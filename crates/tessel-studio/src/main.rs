mod app;
mod config;
mod scene;

use anyhow::Context;
use tessel_engine::device::GpuInit;
use tessel_engine::logging::{init_logging, LoggingConfig};
use tessel_engine::window::{Runtime, RuntimeConfig};
use winit::dpi::LogicalSize;

use crate::app::StudioApp;
use crate::config::StudioConfig;

fn main() -> anyhow::Result<()> {
    init_logging(LoggingConfig::default());

    let config = StudioConfig::default();
    let runtime = RuntimeConfig {
        title: config.title.clone(),
        initial_size: LogicalSize::new(config.width, config.height),
        frames_per_second: config.frames_per_second,
    };

    Runtime::run(runtime, GpuInit::default(), StudioApp::new(config)).context("tessel studio exited with an error")
}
□ □ □ □ □
*PROBLEM DETAILS*. Please write out, exactly as they appear, only the lines from the one holding "use crate::config::StudioConfig;" through the end of the data.

*PROBLEM SOLUTION*.
use crate::config::StudioConfig;

fn main() -> anyhow::Result<()> {
    init_logging(LoggingConfig::default());

    let config = StudioConfig::default();
    let runtime = RuntimeConfig {
        title: config.title.clone(),
        initial_size: LogicalSize::new(config.width, config.height),
        frames_per_second: config.frames_per_second,
    };

    Runtime::run(runtime, GpuInit::default(), StudioApp::new(config)).context("tessel studio exited with an error")
}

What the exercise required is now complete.